FED SEEKS CHANGE IN RESCISSION RULE

COMBO Title and Securitization Search, Report, Documents, Analysis & Commentary COMBO Title and Securitization Search, Report, Documents, Analysis & Commentary

The Truth in Lending Act from 1968 gives borrowers the “right of rescission,” the ability to undo a home refinancing or home equity loan within three years of the closing if the lender did not make proper disclosures — generally of the loan amount, interest rate and repayment terms. The law makes allowances for mere mistakes by the lender, but otherwise requires strict compliance, as well it should: disclosure is the main — often the only — consumer protection in the mortgage market.

the Fed’s proposal would benefit the creditor who violated the law rather than the borrower, paving the way for foreclosures that otherwise could be avoided.”

Following a decision by a district court Judge in Minnesota (see Decision on Rescission) the megabanks have stepped up their pressure to politicize the Federal Reserve. The FED is now thinking of changing the rescission rule. The rule gives consumers the only protection available in the event a genuine dispute over a mortgage loan. By invoking the right of rescission within the time limits stated in the statute, the rule currently states that the “lender” has two choices: (1) file a declaratory action within 20 days or (2) lose the security of the mortgage which allows foreclosure for non-payment.

The Minnesota decision went further, following the statute and the current rule, stating that the borrower must tender the money, not the house, and that the tender of the money is AFTER deductions for set-offs and counterclaims. Further, the decision allows the homeowner to tender a reasonable payment period in which monthly payments would be made.

By operation of law, the mortgage is removed from the property under the current statute and the Federal Reserve Reg Z unless the “lender” brings a judicial action for declaratory relief. The “note” is deemed satisfied and the “lender” is required to send back the original note and execute a satisfaction of mortgage, although the mortgage is deemed extinguished by operation of law anyway.

The use of rescission provisions in the Truth in Lending Act (TILA) had fallen out of favor simply because Judges refused to apply them.

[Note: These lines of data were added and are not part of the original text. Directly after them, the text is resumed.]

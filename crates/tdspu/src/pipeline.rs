//! Orchestration: inventory, grouping, synthesis, rendering and writing.
//!
//! Fatal conditions (no files, a schema matching nothing) return `Err`.
//! Failures of single outputs are recorded in the [`RunReport`] and the
//! remaining outputs are still written.

use std::collections::{BTreeMap, BTreeSet};
use std::path::{Path, PathBuf};
use std::sync::Arc;

use crate::aggregation::synthesize;
use crate::catalog::{CatalogEntry, CatalogLayout, build_catalog, catalog_refs, root_scan, split_catalog};
use crate::config::{CatalogConfig, DatasetRoot, RunConfig};
use crate::error::{Error, Result};
use crate::grouping::{AggregationGroup, FixedFieldIndex, Grouping, group};
use crate::inventory::{Inventory, InventoryOptions, build_inventory};
use crate::output::{PathTemplate, write_atomic};
use crate::reader::ArrayReader;
use crate::render::Renderer;
use crate::report::RunReport;
use crate::walk::FileEnumerator;

/// What the `catalog` run lists and how.
#[derive(Debug, Clone, Default)]
pub struct CatalogRun {
    /// Directory holding previously written aggregation documents
    pub ncml_dir: Option<PathBuf>,
    /// Expose each group's data directory with a datasetScan
    pub scan: bool,
    pub layout: CatalogLayout,
    /// Write one catalog per value of this facet plus a root of references
    pub split_by: Option<String>,
}

impl CatalogRun {
    /// Layout and split facets must be grouping facets.
    pub fn validate(&self, config: &RunConfig) -> Result<()> {
        let facets = &config.grouping.facets;
        if let CatalogLayout::Nested { by } = &self.layout {
            if let Some(unknown) = by.iter().find(|f| !facets.contains(*f)) {
                return Err(Error::unknown_facet(unknown, "catalog nesting (not a grouping facet)"));
            }
        }
        if let Some(split) = &self.split_by {
            if !facets.contains(split) {
                return Err(Error::unknown_facet(split, "catalog split (not a grouping facet)"));
            }
        }
        Ok(())
    }
}

pub struct Pipeline {
    config: RunConfig,
    renderer: Renderer,
    reader: Arc<dyn ArrayReader>,
}

impl std::fmt::Debug for Pipeline {
    fn fmt(&self, f: &mut std::fmt::Formatter<'_>) -> std::fmt::Result {
        f.debug_struct("Pipeline")
            .field("config", &self.config)
            .finish_non_exhaustive()
    }
}

impl Pipeline {
    #[must_use]
    pub fn new(config: RunConfig, renderer: Renderer, reader: Arc<dyn ArrayReader>) -> Self {
        Self {
            config,
            renderer,
            reader,
        }
    }

    #[must_use]
    pub fn config(&self) -> &RunConfig {
        &self.config
    }

    /// Build the inventory of `root` and refuse to go on with nothing usable.
    pub async fn inventory(
        &self,
        root: &Path,
        enumerator: &dyn FileEnumerator,
        read_time: bool,
    ) -> Result<Inventory> {
        let mut options = InventoryOptions::from_config(&self.config);
        if !read_time {
            options = options.without_time();
        }
        let inventory = build_inventory(root, enumerator, self.reader.clone(), &options).await?;
        inventory.ensure_usable()?;
        Ok(inventory)
    }

    fn group_records<'a>(&self, inventory: &'a Inventory, report: &mut RunReport) -> Grouping<'a> {
        let grouping = group(
            &inventory.records,
            self.config.grouping.strategy,
            &self.config.grouping.facets,
            &self.config.fixed(),
        );
        report.groups = grouping.len();
        report.fixed = grouping.fixed.len();
        grouping
    }

    fn document_path(&self, group: &AggregationGroup<'_>, dest: &Path) -> Result<PathBuf> {
        let rel = PathTemplate::new(&self.config.output.ncml).expand(&group.facets())?;
        Ok(dest.join(rel))
    }

    fn write_group(
        &self,
        group: &AggregationGroup<'_>,
        index: &FixedFieldIndex<'_>,
        path: &Path,
        report: &mut RunReport,
    ) -> Result<()> {
        let synthesis = synthesize(
            group,
            index.match_fixed(group),
            &self.config.grouping.aggregation_facets,
            &self.config.catalog.separator,
        );
        let xml = self
            .renderer
            .render(&self.config.output.template, &synthesis.descriptor.context())?;
        write_atomic(path, xml.as_bytes())?;

        for notice in &synthesis.notices {
            report.record_notice(&synthesis.descriptor.name, notice);
        }
        Ok(())
    }

    /// Write one aggregation document per group under `dest`.
    ///
    /// A group whose document path was already taken by an earlier group
    /// is a failure; the earlier document is kept. Returns catalog entries
    /// for the documents that were written.
    pub fn write_aggregations(&self, inventory: &Inventory, dest: &Path, report: &mut RunReport) -> Vec<CatalogEntry> {
        let grouping = self.group_records(inventory, report);
        let index = FixedFieldIndex::build(
            &grouping.fixed,
            self.config.grouping.strategy,
            &self.config.grouping.facets,
            &self.config.match_rules(),
        );

        let mut entries = Vec::new();
        let mut claimed: BTreeMap<PathBuf, String> = BTreeMap::new();
        for group in grouping.iter() {
            let name = group.name(&self.config.catalog.separator);
            let path = match self.document_path(group, dest) {
                Ok(path) => path,
                Err(e) => {
                    report.record_failure(&name, &e);
                    continue;
                }
            };
            if let Some(owner) = claimed.get(&path) {
                let reason = format!("path already written for group {owner}");
                report.record_failure(&name, &Error::output_write(&path, reason));
                continue;
            }
            _ = claimed.insert(path.clone(), name.clone());
            match self.write_group(group, &index, &path, report) {
                Ok(()) => {
                    report.written.push(path.clone());
                    entries.push(CatalogEntry::Aggregation {
                        key: group.key.clone(),
                        location: path,
                    });
                }
                Err(e) => report.record_failure(&name, &e),
            }
        }
        entries
    }

    /// Catalog entries for the groups of `inventory`, without writing documents.
    ///
    /// Aggregation entries are listed only where the document already exists
    /// under `run.ncml_dir`.
    pub fn catalog_entries(&self, inventory: &Inventory, run: &CatalogRun, report: &mut RunReport) -> Vec<CatalogEntry> {
        let grouping = self.group_records(inventory, report);
        let mut entries = Vec::new();
        for group in grouping.iter() {
            let name = group.name(&self.config.catalog.separator);
            if let Some(ncml_dir) = &run.ncml_dir {
                match self.document_path(group, ncml_dir) {
                    Ok(path) if path.is_file() => entries.push(CatalogEntry::Aggregation {
                        key: group.key.clone(),
                        location: path,
                    }),
                    Ok(path) => report.record_notice(&name, &Error::DocumentMissing { path }),
                    Err(e) => report.record_failure(&name, &e),
                }
            }
            if run.scan {
                // Grouping facets may leave out DRS levels, spreading members over directories.
                let dirs: BTreeSet<&Path> = group.members.iter().filter_map(|m| m.path.parent()).collect();
                for dir in dirs {
                    entries.push(CatalogEntry::Scan {
                        key: group.key.clone(),
                        location: dir.to_path_buf(),
                    });
                }
            }
        }
        entries
    }

    fn write_one_catalog(&self, catalog: &crate::catalog::Catalog, path: &Path, report: &mut RunReport) {
        let result = self
            .renderer
            .render(&self.config.catalog.template, catalog)
            .and_then(|xml| write_atomic(path, xml.as_bytes()));
        match result {
            Ok(()) => report.written.push(path.to_path_buf()),
            Err(e) => report.record_failure(&catalog.name, &e),
        }
    }

    /// The catalog configuration with unset dataset roots served from where
    /// the documents and the data actually are.
    ///
    /// A missing `ncml_root` is rooted at `ncml_dir` under the catalog name;
    /// a missing `data_root` at `data_dir` under `{name}{separator}data`.
    #[must_use]
    pub fn catalog_config(&self, ncml_dir: Option<&Path>, data_dir: &Path) -> CatalogConfig {
        let mut cfg = self.config.catalog.clone();
        if cfg.ncml_root.is_none() {
            cfg.ncml_root = ncml_dir.map(|dir| DatasetRoot {
                path: cfg.name.clone(),
                location: dir.to_path_buf(),
            });
        }
        if cfg.data_root.is_none() {
            cfg.data_root = Some(DatasetRoot {
                path: format!("{}{}data", cfg.name, cfg.separator),
                location: data_dir.to_path_buf(),
            });
        }
        cfg
    }

    /// Render and write the catalog(s) for `entries` under `dest`.
    pub fn write_catalogs(
        &self,
        entries: &[CatalogEntry],
        dest: &Path,
        run: &CatalogRun,
        cfg: &CatalogConfig,
        report: &mut RunReport,
    ) {
        let file = &cfg.file;

        let mut root = match &run.split_by {
            None => build_catalog(&cfg.name, entries, &run.layout, cfg),
            Some(facet) => {
                let mut refs = Vec::new();
                for (value, part) in split_catalog(entries, facet) {
                    let name = format!("{}{}{}", cfg.name, cfg.separator, value);
                    let child = build_catalog(&name, &part, &run.layout, cfg);
                    self.write_one_catalog(&child, &dest.join(&value).join(file), report);
                    refs.push((value.clone(), format!("{value}/{file}")));
                }
                catalog_refs(&cfg.name, &refs, cfg)
            }
        };
        if cfg.scan_root {
            root.nodes.extend(root_scan(cfg, &self.config.extension));
            root.dataset_roots.extend(cfg.data_root.iter().cloned());
            root.dataset_roots.dedup();
        }
        self.write_one_catalog(&root, &dest.join(file), report);
    }

    /// Inventory `root` and write aggregation documents, optionally with a catalog.
    pub async fn run_ncml(
        &self,
        root: &Path,
        enumerator: &dyn FileEnumerator,
        dest: &Path,
        catalog: Option<&CatalogRun>,
    ) -> Result<RunReport> {
        if let Some(run) = catalog {
            run.validate(&self.config)?;
        }
        let inventory = self.inventory(root, enumerator, true).await?;
        let mut report = RunReport::from_inventory(&inventory);
        let entries = self.write_aggregations(&inventory, dest, &mut report);
        if let Some(run) = catalog {
            let cfg = self.catalog_config(Some(dest), root);
            self.write_catalogs(&entries, dest, run, &cfg, &mut report);
        }
        Ok(report)
    }

    /// Inventory `root` without reading time axes and write catalogs.
    pub async fn run_catalog(
        &self,
        root: &Path,
        enumerator: &dyn FileEnumerator,
        dest: &Path,
        run: &CatalogRun,
    ) -> Result<RunReport> {
        run.validate(&self.config)?;
        let inventory = self.inventory(root, enumerator, false).await?;
        let mut report = RunReport::from_inventory(&inventory);
        let entries = self.catalog_entries(&inventory, run, &mut report);
        let cfg = self.catalog_config(run.ncml_dir.as_deref(), root);
        self.write_catalogs(&entries, dest, run, &cfg, &mut report);
        Ok(report)
    }
}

That trend was suddenly reversed when one District Judge simply stated the obvious. The statute is clear on its face and so is the Rule.

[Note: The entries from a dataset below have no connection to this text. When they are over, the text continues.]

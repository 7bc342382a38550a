//! Tera expansion of configuration files.
//!
//! A configuration file is rendered as a template before it is parsed, so
//! roots and locations can come from `-v key=value` pairs or the environment:
//!
//! ```text
//! catalog:
//!   ncml_root:
//!     path: ncml
//!     location: "{{ env(name='NCML_ROOT', default='/srv/ncml') }}"
//!   data_root:
//!     path: data
//!     location: "{{ data_root }}"
//! ```

use anyhow::Result;
use std::collections::HashMap;
use tera::{Tera, Value};

/// Render `yaml_content` with `variables` and the `env` function.
pub fn expand_yaml_template(
    yaml_content: &str,
    variables: &HashMap<String, String>,
) -> Result<String> {
    let mut tera = Tera::default();
    tera.register_function("env", env_function);

    let mut context = tera::Context::new();
    for (key, value) in variables {
        context.insert(key, value);
    }

    tera.render_str(yaml_content, &context).map_err(|e| {
        let mut parts = vec![format!("Configuration template failed: {}", e)];
        parts.extend(collect_error_chain(&e).into_iter().skip(1).map(|m| format!("  → {}", m)));
        if variables.is_empty() {
            parts.push("No template variables provided (use -v key=value to provide)".to_string());
        } else {
            let mut names: Vec<&String> = variables.keys().collect();
            names.sort();
            parts.push(format!("Available variables: {:?}", names));
        }
        anyhow::anyhow!("{}", parts.join("\n"))
    })
}

fn collect_error_chain(err: &dyn std::error::Error) -> Vec<String> {
    let mut chain = vec![err.to_string()];
    let mut source = err.source();
    while let Some(err) = source {
        chain.push(err.to_string());
        source = err.source();
    }
    chain
}

/// `{{ env(name="VAR") }}`, or `{{ env(name="VAR", default="x") }}`.
fn env_function(args: &HashMap<String, Value>) -> tera::Result<Value> {
    let var_name = args
        .get("name")
        .and_then(|v| v.as_str())
        .ok_or_else(|| tera::Error::msg("env function requires 'name' parameter"))?;
    let default_value = args.get("default").and_then(|v| v.as_str());

    match std::env::var(var_name) {
        Ok(value) => Ok(Value::String(value)),
        Err(std::env::VarError::NotPresent) => default_value
            .map(|d| Value::String(d.to_string()))
            .ok_or_else(|| {
                tera::Error::msg(format!(
                    "Environment variable '{}' not set and no default provided",
                    var_name
                ))
            }),
        Err(e) => Err(tera::Error::msg(format!(
            "Failed to read environment variable '{}': {}",
            var_name, e
        ))),
    }
}

#[cfg(test)]
mod tests {
    use super::*;

    #[test]
    fn test_expand_variables() {
        let yaml = "catalog:\n  name: \"{{ name }}\"\n";
        let vars = HashMap::from([("name".to_string(), "cmip5".to_string())]);
        let out = expand_yaml_template(yaml, &vars).expect("expands");
        assert_eq!(out, "catalog:\n  name: \"cmip5\"\n");
    }

    #[test]
    fn test_env_default() {
        let yaml = "location: \"{{ env(name='TDSPU_SURELY_UNSET_VAR', default='/srv/data') }}\"";
        let out = expand_yaml_template(yaml, &HashMap::new()).expect("expands");
        assert_eq!(out, "location: \"/srv/data\"");
    }

    #[test]
    fn test_env_missing_is_error() {
        let yaml = "location: \"{{ env(name='TDSPU_SURELY_UNSET_VAR') }}\"";
        let err = expand_yaml_template(yaml, &HashMap::new()).expect_err("unset");
        let msg = format!("{:#}", err);
        assert!(msg.contains("TDSPU_SURELY_UNSET_VAR"), "{msg}");
        assert!(msg.contains("use -v key=value"), "{msg}");
    }

    #[test]
    fn test_plain_yaml_unchanged() {
        let yaml = "drs: [project, model, variable]\nconcurrency: 4\n";
        assert_eq!(expand_yaml_template(yaml, &HashMap::new()).expect("expands"), yaml);
    }

    #[test]
    fn test_missing_variable_lists_available() {
        let vars = HashMap::from([("root".to_string(), "/data".to_string())]);
        let err = expand_yaml_template("x: {{ nope }}", &vars).expect_err("undefined");
        assert!(format!("{:#}", err).contains("Available variables: [\"root\"]"));
    }
}
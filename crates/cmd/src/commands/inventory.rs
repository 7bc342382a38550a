use std::io::Write;
use std::path::PathBuf;

use anyhow::Result;
use clap::Args;

use crate::common::{RunContext, enumerator};
use crate::error_utils::ErrorContext;

#[derive(Args, Debug, Clone)]
pub struct InventoryArgs {
    /// Root directory laid out by the DRS
    pub root: PathBuf,

    /// Read candidate paths from this file instead of walking (`-` for stdin)
    #[arg(long)]
    pub files_from: Option<String>,

    /// Do not open files to read their time axis
    #[arg(long)]
    pub no_time: bool,

    /// Print the inventory as JSON
    #[arg(long)]
    pub json: bool,
}

/// List accepted files with their size and time axis, then the rejections.
pub async fn inventory_command(ctx: &RunContext, args: &InventoryArgs, out: &mut dyn Write) -> Result<()> {
    let config = ctx.load_config()?;
    let pipeline = ctx.pipeline(config, None)?;
    let files = enumerator(args.files_from.as_deref())?;

    let inventory = pipeline
        .inventory(&args.root, files.as_ref(), !args.no_time)
        .await?;

    if args.json {
        serde_json::to_writer_pretty(&mut *out, &inventory).with_context_msg("Failed to encode inventory")?;
        writeln!(out)?;
        return Ok(());
    }

    for record in &inventory.records {
        let time = match &record.time {
            Some(t) => format!("{} x{} from {}", t.units, t.length, t.first),
            None => "-".to_string(),
        };
        writeln!(out, "{}\t{}\t{}", record.path.display(), record.size, time)?;
    }
    for rejection in &inventory.rejected {
        writeln!(out, "# {} {}: {}", rejection.kind, rejection.path.display(), rejection.reason)?;
    }
    if ctx.verbose {
        writeln!(
            out,
            "# {} accepted, {} rejected, {} excluded of {} scanned",
            inventory.records.len(),
            inventory.rejected.len(),
            inventory.excluded,
            inventory.scanned
        )?;
    }
    Ok(())
}
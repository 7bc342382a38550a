use std::io::Write;
use std::path::PathBuf;

use anyhow::{Result, bail};
use clap::Args;
use tdspu::{CatalogLayout, CatalogRun};

use crate::common::{RunContext, enumerator};

#[derive(Args, Debug, Clone)]
pub struct CatalogArgs {
    /// Root directory laid out by the DRS
    pub root: PathBuf,

    /// Directory receiving the catalog documents
    #[arg(long, short)]
    pub dest: PathBuf,

    /// Directory of aggregation documents written by `ncml`
    #[arg(long)]
    pub ncml: Option<PathBuf>,

    /// Expose every group's data directory with a datasetScan
    #[arg(long)]
    pub scan: bool,

    /// Nest datasets under these grouping facets
    #[arg(long, value_delimiter = ',')]
    pub nest_by: Vec<String>,

    /// One catalog per value of this facet, referenced from a root catalog
    #[arg(long)]
    pub split_by: Option<String>,

    /// Read candidate paths from this file instead of walking (`-` for stdin)
    #[arg(long)]
    pub files_from: Option<String>,

    /// Directory of templates overriding or adding to the built-in ones
    #[arg(long)]
    pub templates: Option<PathBuf>,
}

/// Write catalogs for the groups under `root` without reading time axes.
pub async fn catalog_command(ctx: &RunContext, args: &CatalogArgs, out: &mut dyn Write) -> Result<()> {
    let config = ctx.load_config()?;
    if args.ncml.is_none() && !args.scan {
        bail!("nothing to list: pass --ncml DIR, --scan, or both");
    }
    let nest_by = if args.nest_by.is_empty() {
        &config.catalog.nest_by
    } else {
        &args.nest_by
    };
    let run = CatalogRun {
        ncml_dir: args.ncml.clone(),
        scan: args.scan,
        layout: CatalogLayout::nested_by(nest_by),
        split_by: args.split_by.clone(),
    };

    let pipeline = ctx.pipeline(config, args.templates.as_deref())?;
    let files = enumerator(args.files_from.as_deref())?;
    let report = pipeline
        .run_catalog(&args.root, files.as_ref(), &args.dest, &run)
        .await?;

    write!(out, "{report}")?;
    if ctx.verbose {
        for path in &report.written {
            writeln!(out, "  {}", path.display())?;
        }
    }
    if !report.is_success() {
        bail!("{} catalog outputs failed", report.failures.len());
    }
    Ok(())
}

This has led many homeowners and their attorneys to revisit rescission as a substantive remedy — and as a procedural remedy. By merely invoking the right to rescind, which the courts have already interpreted as any clear statement in any form that the homeowner wishes to rescind the loan, the statute does the rest of the work for them. A pretender lender seeking non-judicial foreclosure would be forced into a judicial forum where it would not only have to prove standing, but the right to foreclose.

The current status is that tens of thousands of homeowners have claimed rescission only to be told by their lawyers or the courts that it will have no effect. Judges were refusing to apply the law because of their conviction that the loan was legally created and that the securitization of the loan had no effect on the obligation, note or mortgage.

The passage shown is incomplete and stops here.